Seine langjährige Erfahrung als Fotojournalist weiss er jedoch auch in weniger gefährlichen Situationen einzusetzen. So springt Alberto Venzago mühelos zwischen Film und Fotografie, Kunst und Kommerz hin und her und kennt dabei keine Berührungsängste: Er setzte etwa die Anti-Rassismus-Kampagne der Schweiz um und dokumentierte Projekte des ABB-Konzerns und der Credit Suisse rund um die Welt. Venzago ist offizieller Fotograf des London Symphony Orchestra, arbeitete für das Boston Symphony Orchestra – und entwarf sogar Handtaschen für das Schweizer Modelabel Navyboot.

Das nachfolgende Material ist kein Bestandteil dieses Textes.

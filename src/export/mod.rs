//! Tax-software exports: CRA T2125, corporate GIFI, TurboTax and Wealthsimple.
//!
//! An export is built in two steps. First the records of the year are split into a `Ledger`, then
//! the format's builder turns the ledger into a list of `ExportRow`s. Serializing those rows to
//! CSV is the last step and the only one that deals with bytes. For the same input the bytes are
//! always the same; the only clock-dependent value is the suggested filename.

mod gifi;
pub mod mapping;
mod t2125;
mod turbotax;
mod wealthsimple;

use crate::ledger::Ledger;
use crate::model::{format_cents, ExpenseRecord, IncomeRecord, Jurisdiction};
use crate::rates;
use crate::Result;
use anyhow::Context;
use chrono::{NaiveDate, NaiveDateTime};
use rust_decimal::Decimal;
use serde::{Deserialize, Serialize};

/// The target tax software or form.
#[derive(
    Debug,
    Clone,
    Copy,
    Eq,
    PartialEq,
    Ord,
    PartialOrd,
    Hash,
    Serialize,
    Deserialize,
    clap::ValueEnum,
)]
#[serde(rename_all = "lowercase")]
pub enum ExportFormat {
    /// CRA form T2125, Statement of Business or Professional Activities.
    #[value(name = "t2125")]
    T2125,
    /// Corporate T2 return lines coded with the General Index of Financial Information.
    #[value(name = "gifi")]
    Gifi,
    /// A flat list for import into TurboTax.
    #[value(name = "turbotax")]
    TurboTax,
    /// A flat list for import into Wealthsimple Tax.
    #[value(name = "wealthsimple")]
    Wealthsimple,
}

serde_plain::derive_display_from_serialize!(ExportFormat);
serde_plain::derive_fromstr_from_deserialize!(ExportFormat);

impl ExportFormat {
    pub const ALL: [ExportFormat; 4] = [
        ExportFormat::T2125,
        ExportFormat::Gifi,
        ExportFormat::TurboTax,
        ExportFormat::Wealthsimple,
    ];

    /// The leading part of the suggested filename.
    fn file_prefix(&self) -> &'static str {
        match self {
            ExportFormat::T2125 => "T2125_CRA",
            ExportFormat::Gifi => "GIFI_CRA",
            ExportFormat::TurboTax => "TurboTax",
            ExportFormat::Wealthsimple => "Wealthsimple",
        }
    }

    /// The suggested filename, e.g. `T2125_CRA_export_2024_20250102_030405.csv`.
    pub fn filename(&self, year: i32, generated_at: NaiveDateTime) -> String {
        format!(
            "{}_export_{year}_{}.csv",
            self.file_prefix(),
            generated_at.format("%Y%m%d_%H%M%S")
        )
    }
}

/// What a row of an export represents.
#[derive(Debug, Clone, Copy, Eq, PartialEq, Hash, Serialize, Deserialize)]
#[serde(rename_all = "snake_case")]
pub enum RowKind {
    /// An empty separator line.
    Blank,
    /// A single-cell section title such as `INCOME SECTION`.
    Section,
    /// Column names.
    Header,
    /// One income record.
    Income,
    /// One expense record.
    Expense,
    /// A running total.
    Total,
    /// Any other synthetic line: metadata, net income, schedule lines.
    Note,
}

/// One line of an export.
#[derive(Debug, Clone, Eq, PartialEq, Serialize, Deserialize)]
pub struct ExportRow {
    kind: RowKind,
    cells: Vec<String>,
}

impl ExportRow {
    fn new<S: Into<String>>(kind: RowKind, cells: impl IntoIterator<Item = S>) -> Self {
        Self {
            kind,
            cells: cells.into_iter().map(Into::into).collect(),
        }
    }

    pub(crate) fn blank() -> Self {
        Self {
            kind: RowKind::Blank,
            cells: Vec::new(),
        }
    }

    pub(crate) fn section(title: impl Into<String>) -> Self {
        Self::new(RowKind::Section, [title.into()])
    }

    pub(crate) fn header<S: Into<String>>(cells: impl IntoIterator<Item = S>) -> Self {
        Self::new(RowKind::Header, cells)
    }

    pub(crate) fn income<S: Into<String>>(cells: impl IntoIterator<Item = S>) -> Self {
        Self::new(RowKind::Income, cells)
    }

    pub(crate) fn expense<S: Into<String>>(cells: impl IntoIterator<Item = S>) -> Self {
        Self::new(RowKind::Expense, cells)
    }

    pub(crate) fn total<S: Into<String>>(cells: impl IntoIterator<Item = S>) -> Self {
        Self::new(RowKind::Total, cells)
    }

    pub(crate) fn note<S: Into<String>>(cells: impl IntoIterator<Item = S>) -> Self {
        Self::new(RowKind::Note, cells)
    }

    pub fn kind(&self) -> RowKind {
        self.kind
    }

    pub fn cells(&self) -> &[String] {
        &self.cells
    }
}

/// A complete export, ready to be serialized.
#[derive(Debug, Clone, Eq, PartialEq, Serialize, Deserialize)]
pub struct Export {
    format: ExportFormat,
    year: i32,
    jurisdiction: Jurisdiction,
    rows: Vec<ExportRow>,
}

impl Export {
    /// Lays out `ledger` in `format`.
    ///
    /// # Errors
    /// When a figure derived from the ledger totals does not fit in a `Decimal`.
    pub fn build(format: ExportFormat, ledger: &Ledger<'_>) -> Result<Self> {
        let tax_label = rates::sales_tax_label(ledger.jurisdiction());
        let rows = match format {
            ExportFormat::T2125 => t2125::rows(ledger, tax_label),
            ExportFormat::Gifi => gifi::rows(ledger, tax_label)?,
            ExportFormat::TurboTax => turbotax::rows(ledger, tax_label),
            ExportFormat::Wealthsimple => wealthsimple::rows(ledger, tax_label),
        };
        tracing::debug!("Built {format} export with {} rows", rows.len());
        Ok(Self {
            format,
            year: ledger.year(),
            jurisdiction: ledger.jurisdiction().clone(),
            rows,
        })
    }

    pub fn format(&self) -> ExportFormat {
        self.format
    }

    pub fn year(&self) -> i32 {
        self.year
    }

    pub fn jurisdiction(&self) -> &Jurisdiction {
        &self.jurisdiction
    }

    pub fn rows(&self) -> &[ExportRow] {
        &self.rows
    }

    /// The number of rows of the given kind.
    pub fn count(&self, kind: RowKind) -> usize {
        self.rows.iter().filter(|r| r.kind == kind).count()
    }

    /// Serializes the rows as CSV with `\r\n` line endings. A blank row is an empty line.
    pub fn to_csv(&self) -> Result<Vec<u8>> {
        let mut out = Vec::new();
        for row in &self.rows {
            // The csv writer would emit `""` for an empty record
            if row.kind == RowKind::Blank {
                out.extend_from_slice(b"\r\n");
                continue;
            }
            let mut wtr = csv::WriterBuilder::new()
                .terminator(csv::Terminator::CRLF)
                .from_writer(&mut out);
            wtr.write_record(&row.cells)
                .context("Unable to write CSV row")?;
            wtr.flush().context("Unable to flush CSV row")?;
        }
        Ok(out)
    }

    /// The suggested filename for this export.
    pub fn filename(&self, generated_at: NaiveDateTime) -> String {
        self.format.filename(self.year, generated_at)
    }
}

/// The serialized export and the name it should be saved under.
#[derive(Debug, Clone, Eq, PartialEq)]
pub struct ExportFile {
    pub bytes: Vec<u8>,
    pub filename: String,
    pub income_rows: usize,
    pub expense_rows: usize,
}

/// Builds and serializes one export.
///
/// Records outside of `year` are ignored. Empty record lists produce an export with headers and
/// zero totals only.
pub fn export(
    format: ExportFormat,
    year: i32,
    jurisdiction: &Jurisdiction,
    income: &[IncomeRecord],
    expenses: &[ExpenseRecord],
    generated_at: NaiveDateTime,
) -> Result<ExportFile> {
    let ledger = Ledger::new(year, jurisdiction, income, expenses)?;
    let export = Export::build(format, &ledger)?;
    Ok(ExportFile {
        bytes: export.to_csv()?,
        filename: export.filename(generated_at),
        income_rows: export.count(RowKind::Income),
        expense_rows: export.count(RowKind::Expense),
    })
}

fn date_cell(date: NaiveDate) -> String {
    date.format(crate::model::DATE_FORMAT).to_string()
}

fn money(value: Decimal) -> String {
    format_cents(value)
}

#[cfg(test)]
pub(crate) mod tests {
    use super::*;
    use crate::model::{ExpenseCategory, IncomeCategory};
    use chrono::NaiveDate;
    use rust_decimal_macros::dec;

    pub(crate) fn date(y: i32, m: u32, d: u32) -> NaiveDate {
        NaiveDate::from_ymd_opt(y, m, d).unwrap()
    }

    pub(crate) fn sample_income() -> Vec<IncomeRecord> {
        vec![
            IncomeRecord::new(date(2024, 2, 1), "Website build", dec!(1130.00), IncomeCategory::Consulting)
                .with_counterpart("Acme Corp")
                .with_reference("INV-001"),
            IncomeRecord::new(date(2024, 5, 9), "", dec!(565.00), IncomeCategory::Sales)
                .with_counterpart("Globex")
                .with_reference("INV-002"),
            IncomeRecord::new(date(2023, 12, 30), "Last year", dec!(99.00), IncomeCategory::Other),
        ]
    }

    pub(crate) fn sample_expenses() -> Vec<ExpenseRecord> {
        vec![
            ExpenseRecord::new(date(2024, 3, 3), "Laptop", dec!(1000.00), ExpenseCategory::Hardware)
                .with_reference("R-77"),
            ExpenseRecord::new(date(2024, 1, 20), "Client lunch", dec!(123.45), ExpenseCategory::MealsEntertainment),
            ExpenseRecord::new(date(2024, 7, 7), "Mystery", dec!(11.30), ExpenseCategory::Other),
            ExpenseRecord::new(date(2025, 1, 1), "Next year", dec!(50.00), ExpenseCategory::Rent),
        ]
    }

    pub(crate) fn build(format: ExportFormat, jurisdiction: &Jurisdiction) -> Export {
        let income = sample_income();
        let expenses = sample_expenses();
        let ledger = Ledger::new(2024, jurisdiction, &income, &expenses).unwrap();
        Export::build(format, &ledger).unwrap()
    }

    pub(crate) fn csv_text(export: &Export) -> String {
        String::from_utf8(export.to_csv().unwrap()).unwrap()
    }

    fn generated_at() -> NaiveDateTime {
        date(2025, 1, 2).and_hms_opt(3, 4, 5).unwrap()
    }

    #[test]
    fn test_filenames() {
        let at = generated_at();
        assert_eq!(
            ExportFormat::T2125.filename(2024, at),
            "T2125_CRA_export_2024_20250102_030405.csv"
        );
        assert_eq!(
            ExportFormat::Gifi.filename(2024, at),
            "GIFI_CRA_export_2024_20250102_030405.csv"
        );
        assert_eq!(
            ExportFormat::TurboTax.filename(2024, at),
            "TurboTax_export_2024_20250102_030405.csv"
        );
        assert_eq!(
            ExportFormat::Wealthsimple.filename(2024, at),
            "Wealthsimple_export_2024_20250102_030405.csv"
        );
    }

    #[test]
    fn test_format_names() {
        assert_eq!(ExportFormat::TurboTax.to_string(), "turbotax");
        assert_eq!(
            "wealthsimple".parse::<ExportFormat>().unwrap(),
            ExportFormat::Wealthsimple
        );
    }

    #[test]
    fn test_row_counts_match_records_in_year() {
        for format in ExportFormat::ALL {
            let export = build(format, &Jurisdiction::Ontario);
            assert_eq!(export.count(RowKind::Income), 2, "{format}");
            assert_eq!(export.count(RowKind::Expense), 3, "{format}");
        }
    }

    #[test]
    fn test_export_is_idempotent() {
        for format in ExportFormat::ALL {
            let income = sample_income();
            let expenses = sample_expenses();
            let a = export(format, 2024, &Jurisdiction::Quebec, &income, &expenses, generated_at())
                .unwrap();
            let b = export(format, 2024, &Jurisdiction::Quebec, &income, &expenses, generated_at())
                .unwrap();
            assert_eq!(a, b, "{format}");
        }
    }

    #[test]
    fn test_export_file_counts_rows_of_the_year() {
        let income = sample_income();
        let expenses = sample_expenses();
        let file = export(
            ExportFormat::Wealthsimple,
            2024,
            &Jurisdiction::Ontario,
            &income,
            &expenses,
            generated_at(),
        )
        .unwrap();
        assert_eq!(file.income_rows, 2);
        assert_eq!(file.expense_rows, 3);
        assert_eq!(file.filename, "Wealthsimple_export_2024_20250102_030405.csv");
        assert!(String::from_utf8(file.bytes).unwrap().ends_with("\r\n"));
    }

    #[test]
    fn test_empty_records_give_headers_only() {
        for format in ExportFormat::ALL {
            let file = export(format, 2024, &Jurisdiction::Ontario, &[], &[], generated_at()).unwrap();
            let text = String::from_utf8(file.bytes).unwrap();
            assert!(text.starts_with("Date,") || text.starts_with("INCOME STATEMENT"), "{format}");
            assert!(!text.contains("2024-"), "{format}");
        }
    }

    #[test]
    fn test_quebec_uses_qst_label_everywhere() {
        for format in ExportFormat::ALL {
            let text = csv_text(&build(format, &Jurisdiction::Quebec));
            assert!(text.contains("GST/QST"), "{format}");
            assert!(!text.contains("GST/HST"), "{format}");
        }
    }

    #[test]
    fn test_blank_rows_are_empty_lines() {
        let text = csv_text(&build(ExportFormat::T2125, &Jurisdiction::Ontario));
        assert!(text.contains("\r\n\r\nINCOME SECTION\r\n"));
        assert!(!text.contains("\"\""));
    }

    #[test]
    fn test_amounts_always_have_two_decimals() {
        let text = csv_text(&build(ExportFormat::Wealthsimple, &Jurisdiction::Ontario));
        assert!(text.contains(",1130.00,"));
        assert!(text.contains(",130.00,"));
        assert!(text.contains(",14.20,"));
    }
}
//! Constant tax rate tables.
//!
//! Everything here is an exact `Decimal` built at compile time. Nothing in this module is
//! mutated at run time, so the tables can be read from any number of threads.

use crate::model::Jurisdiction;
use rust_decimal::Decimal;
use serde::{Deserialize, Serialize};

/// `units` scaled down by `scale` decimal places, usable in constants.
const fn fixed(units: u32, scale: u32) -> Decimal {
    Decimal::from_parts(units, 0, 0, false, scale)
}

/// The GST rate, and the rate used for any jurisdiction that is not recognized.
pub const DEFAULT_RATE: Decimal = fixed(5, 2);

/// The Quebec Sales Tax rate.
pub const QST_RATE: Decimal = fixed(9975, 5);

const HST_13: Decimal = fixed(13, 2);
const HST_15: Decimal = fixed(15, 2);

/// The sales tax rate(s) embedded in a tax-inclusive amount.
#[derive(Debug, Clone, Copy, Eq, PartialEq, Serialize, Deserialize)]
#[serde(rename_all = "snake_case", tag = "kind")]
pub enum TaxRate {
    /// A single GST or HST rate.
    Single { rate: Decimal },
    /// GST followed by a second tax charged on the GST-inclusive base (Quebec).
    Compound { gst: Decimal, qst: Decimal },
}

impl TaxRate {
    /// The GST/HST part of the rate.
    pub fn primary(&self) -> Decimal {
        match self {
            TaxRate::Single { rate } => *rate,
            TaxRate::Compound { gst, .. } => *gst,
        }
    }
}

/// Returns the GST/HST rate for `jurisdiction`, 5% when it is not recognized.
pub fn rate_for(jurisdiction: &Jurisdiction) -> Decimal {
    match jurisdiction {
        Jurisdiction::Ontario => HST_13,
        Jurisdiction::NewBrunswick
        | Jurisdiction::NewfoundlandAndLabrador
        | Jurisdiction::NovaScotia
        | Jurisdiction::PrinceEdwardIsland => HST_15,
        Jurisdiction::Alberta
        | Jurisdiction::BritishColumbia
        | Jurisdiction::Manitoba
        | Jurisdiction::Quebec
        | Jurisdiction::Saskatchewan
        | Jurisdiction::NorthwestTerritories
        | Jurisdiction::Nunavut
        | Jurisdiction::Yukon => DEFAULT_RATE,
        Jurisdiction::Unrecognized(name) => {
            tracing::debug!("Unrecognized jurisdiction '{name}', using the default GST rate");
            DEFAULT_RATE
        }
    }
}

/// True only for the jurisdiction that stacks a second sales tax on top of GST.
pub fn is_compound_jurisdiction(jurisdiction: &Jurisdiction) -> bool {
    matches!(jurisdiction, Jurisdiction::Quebec)
}

/// The full sales tax rate for `jurisdiction`.
pub fn tax_rate(jurisdiction: &Jurisdiction) -> TaxRate {
    if is_compound_jurisdiction(jurisdiction) {
        TaxRate::Compound {
            gst: rate_for(jurisdiction),
            qst: QST_RATE,
        }
    } else {
        TaxRate::Single {
            rate: rate_for(jurisdiction),
        }
    }
}

/// The column label for sales tax in reports: `GST/QST` in Quebec, `GST/HST` elsewhere.
pub fn sales_tax_label(jurisdiction: &Jurisdiction) -> &'static str {
    if is_compound_jurisdiction(jurisdiction) {
        "GST/QST"
    } else {
        "GST/HST"
    }
}

/// One band of a graduated income tax schedule.
#[derive(Debug, Clone, Copy, Eq, PartialEq, Serialize, Deserialize)]
pub struct TaxBracket {
    /// The top of the band, `None` for the last band.
    pub upper_bound: Option<Decimal>,
    pub marginal_rate: Decimal,
}

/// Federal income tax brackets, ordered from lowest to highest.
pub const FEDERAL_BRACKETS: [TaxBracket; 5] = [
    TaxBracket {
        upper_bound: Some(fixed(55_867, 0)),
        marginal_rate: fixed(15, 2),
    },
    TaxBracket {
        upper_bound: Some(fixed(111_733, 0)),
        marginal_rate: fixed(205, 3),
    },
    TaxBracket {
        upper_bound: Some(fixed(173_205, 0)),
        marginal_rate: fixed(26, 2),
    },
    TaxBracket {
        upper_bound: Some(fixed(246_752, 0)),
        marginal_rate: fixed(29, 2),
    },
    TaxBracket {
        upper_bound: None,
        marginal_rate: fixed(33, 2),
    },
];

/// A flat approximation of provincial income tax: the lowest provincial bracket rate.
pub fn provincial_rate(jurisdiction: &Jurisdiction) -> Decimal {
    match jurisdiction {
        Jurisdiction::Alberta => fixed(10, 2),
        Jurisdiction::BritishColumbia => fixed(506, 4),
        Jurisdiction::Manitoba => fixed(108, 3),
        Jurisdiction::NewBrunswick => fixed(94, 3),
        Jurisdiction::NewfoundlandAndLabrador => fixed(87, 3),
        Jurisdiction::NovaScotia => fixed(879, 4),
        Jurisdiction::Ontario => fixed(505, 4),
        Jurisdiction::PrinceEdwardIsland => fixed(965, 4),
        Jurisdiction::Quebec => fixed(14, 2),
        Jurisdiction::Saskatchewan => fixed(105, 3),
        Jurisdiction::NorthwestTerritories => fixed(59, 3),
        Jurisdiction::Nunavut => fixed(4, 2),
        Jurisdiction::Yukon => fixed(64, 3),
        Jurisdiction::Unrecognized(_) => fixed(10, 2),
    }
}

/// CPP contribution rate for the self-employed (employee and employer portions).
pub const CPP_SELF_EMPLOYED_RATE: Decimal = fixed(119, 3);

/// Earnings below this amount are exempt from CPP contributions.
pub const CPP_BASIC_EXEMPTION: Decimal = fixed(3_500, 0);

/// Year's maximum pensionable earnings.
pub const CPP_MAX_PENSIONABLE_EARNINGS: Decimal = fixed(68_500, 0);

/// Capital cost allowance classes for the assets a small business typically buys.
#[derive(Debug, Clone, Copy, Eq, PartialEq, Ord, PartialOrd, Hash, Serialize, Deserialize)]
pub enum CcaClass {
    /// Furniture, fixtures and general equipment.
    #[serde(rename = "8")]
    Class8,
    /// Motor vehicles.
    #[serde(rename = "10")]
    Class10,
    /// Software and small tools.
    #[serde(rename = "12")]
    Class12,
    /// Goodwill and other intangibles.
    #[serde(rename = "14.1")]
    Class14_1,
    /// Data network infrastructure.
    #[serde(rename = "46")]
    Class46,
    /// Computers and systems software.
    #[serde(rename = "50")]
    Class50,
    /// Manufacturing and processing machinery.
    #[serde(rename = "53")]
    Class53,
}

serde_plain::derive_display_from_serialize!(CcaClass);
serde_plain::derive_fromstr_from_deserialize!(CcaClass);

impl CcaClass {
    /// The declining-balance depreciation rate for the class.
    pub fn rate(&self) -> Decimal {
        match self {
            CcaClass::Class8 => fixed(20, 2),
            CcaClass::Class10 => fixed(30, 2),
            CcaClass::Class12 => Decimal::ONE,
            CcaClass::Class14_1 => fixed(5, 2),
            CcaClass::Class46 => fixed(30, 2),
            CcaClass::Class50 => fixed(55, 2),
            CcaClass::Class53 => fixed(50, 2),
        }
    }

    pub fn description(&self) -> &'static str {
        match self {
            CcaClass::Class8 => "Furniture, fixtures and equipment",
            CcaClass::Class10 => "Motor vehicles",
            CcaClass::Class12 => "Software and small tools",
            CcaClass::Class14_1 => "Goodwill and intangible property",
            CcaClass::Class46 => "Data network infrastructure equipment",
            CcaClass::Class50 => "Computer equipment and systems software",
            CcaClass::Class53 => "Manufacturing and processing machinery",
        }
    }
}

#[cfg(test)]
mod tests {
    use super::*;
    use rust_decimal_macros::dec;
    use std::str::FromStr;

    #[test]
    fn test_hst_provinces() {
        assert_eq!(rate_for(&Jurisdiction::Ontario), dec!(0.13));
        assert_eq!(rate_for(&Jurisdiction::NovaScotia), dec!(0.15));
        assert_eq!(rate_for(&Jurisdiction::Alberta), dec!(0.05));
    }

    #[test]
    fn test_unrecognized_defaults_to_five_percent() {
        let mars = Jurisdiction::parse("Mars");
        assert_eq!(rate_for(&mars), dec!(0.05));
        assert_eq!(tax_rate(&mars), TaxRate::Single { rate: dec!(0.05) });
    }

    #[test]
    fn test_only_quebec_is_compound() {
        for jurisdiction in Jurisdiction::KNOWN {
            assert_eq!(
                is_compound_jurisdiction(&jurisdiction),
                jurisdiction == Jurisdiction::Quebec
            );
        }
        assert_eq!(
            tax_rate(&Jurisdiction::Quebec),
            TaxRate::Compound {
                gst: dec!(0.05),
                qst: dec!(0.09975)
            }
        );
    }

    #[test]
    fn test_sales_tax_label() {
        assert_eq!(sales_tax_label(&Jurisdiction::Quebec), "GST/QST");
        assert_eq!(sales_tax_label(&Jurisdiction::Ontario), "GST/HST");
    }

    #[test]
    fn test_constant_rates_are_exact() {
        assert_eq!(DEFAULT_RATE, dec!(0.05));
        assert_eq!(QST_RATE, dec!(0.09975));
        assert_eq!(QST_RATE.scale(), 5);
        assert_eq!(HST_13, dec!(0.13));
        assert_eq!(HST_15, dec!(0.15));
        assert_eq!(CPP_SELF_EMPLOYED_RATE, dec!(0.119));
        assert_eq!(CPP_BASIC_EXEMPTION, dec!(3500));
        assert_eq!(CPP_MAX_PENSIONABLE_EARNINGS, dec!(68500));
        assert_eq!(FEDERAL_BRACKETS[0].upper_bound, Some(dec!(55867)));
        assert_eq!(FEDERAL_BRACKETS[1].marginal_rate, dec!(0.205));
        assert_eq!(provincial_rate(&Jurisdiction::Ontario), dec!(0.0505));
    }

    #[test]
    fn test_federal_brackets_are_ordered() {
        let bounds: Vec<Decimal> = FEDERAL_BRACKETS
            .iter()
            .filter_map(|b| b.upper_bound)
            .collect();
        assert_eq!(bounds.len(), FEDERAL_BRACKETS.len() - 1);
        assert!(bounds.windows(2).all(|w| w[0] < w[1]));
        assert!(FEDERAL_BRACKETS.last().unwrap().upper_bound.is_none());
    }

    #[test]
    fn test_cca_class_parse_and_rate() {
        assert_eq!(CcaClass::from_str("14.1").unwrap(), CcaClass::Class14_1);
        assert_eq!(CcaClass::from_str("50").unwrap().rate(), dec!(0.55));
        assert_eq!(CcaClass::Class12.to_string(), "12");
        assert!(CcaClass::from_str("99").is_err());
    }
}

Seit etwa zwanzig Jahren ist Alberto Venzago auch als Filmer tätig. „Zuerst musste ich wissen, was ein gutes Bild ausmacht,“ sagt er. „Erst dann fühlte ich mich reif genug, um Filme zu drehen. Und hier schliesst sich der Kreis: Die Musik wird ein immer wiederkehrendes Thema in meiner filmischen Arbeit.“ Als Kameramann etwa hat Alberto Venzago verschiedenen Filmen seine Handschrift verliehen, beispielsweise Trip to Asia (2007), ein Roadmovie mit Sir Simon Rattle und den Berliner Philharmonikern (Premiere Berlinale 2007). Im selben Jahr drehte er den Film Mein Bruder, der Dirigent über seinen Bruder Mario.

Im Film Voodoo – Mounted by the Gods (2003) und im gleichnamigen Fotobuch hat Venzago eine zum faszinierenden Thema passende Ästhetik gefunden. Das Buch in ausdrucksvollem Schwarzweiss gewann den Deutschen Fotobuchpreis 2004. Wieder als Kameramann arbeitete das Multitalent an The Invisibles, einem von Javier Bardem produzierten Wim Wenders-Film über den Kongo (Premiere an der Berlinale 2008).

Für seine filmischen Arbeiten hat Alberto Venzago verschiedene internationale Auszeichnungen gewonnen, darunter Gold am New York Filmfestival für die Anti-Rassismus-Kampagne der Schweizerischen Eidgenossenschaft sowie dreimal den EDI (2004, 2007, 2009), den wichtigsten Preis für Werbe-, Industrie- und Unternehmensfilme in der Schweiz. Nebst der ausdrucksvollen Bildsprache ist Venzagos umgängliche Art zweifellos ein wichtiger Erfolgsfaktor: „Ich bin zwar ein einsamer Wolf, aber Filmen ist Teamarbeit: Eine Sinfonie kann man nicht pfeifen,“ stellt er grinsend fest.

Alberto Venzagos neuester Film, Gergiev – A Certain Madness, dokumentiert die Russland-Tournee des Mariinsky Orchesters 2010 und 2011 unter dem Dirigenten Valery Gergiev mit der Transsibirischen Eisenbahn. Der Film feiert am 2. Oktober 2013 am Zürich Filmfestivals seine Premiere.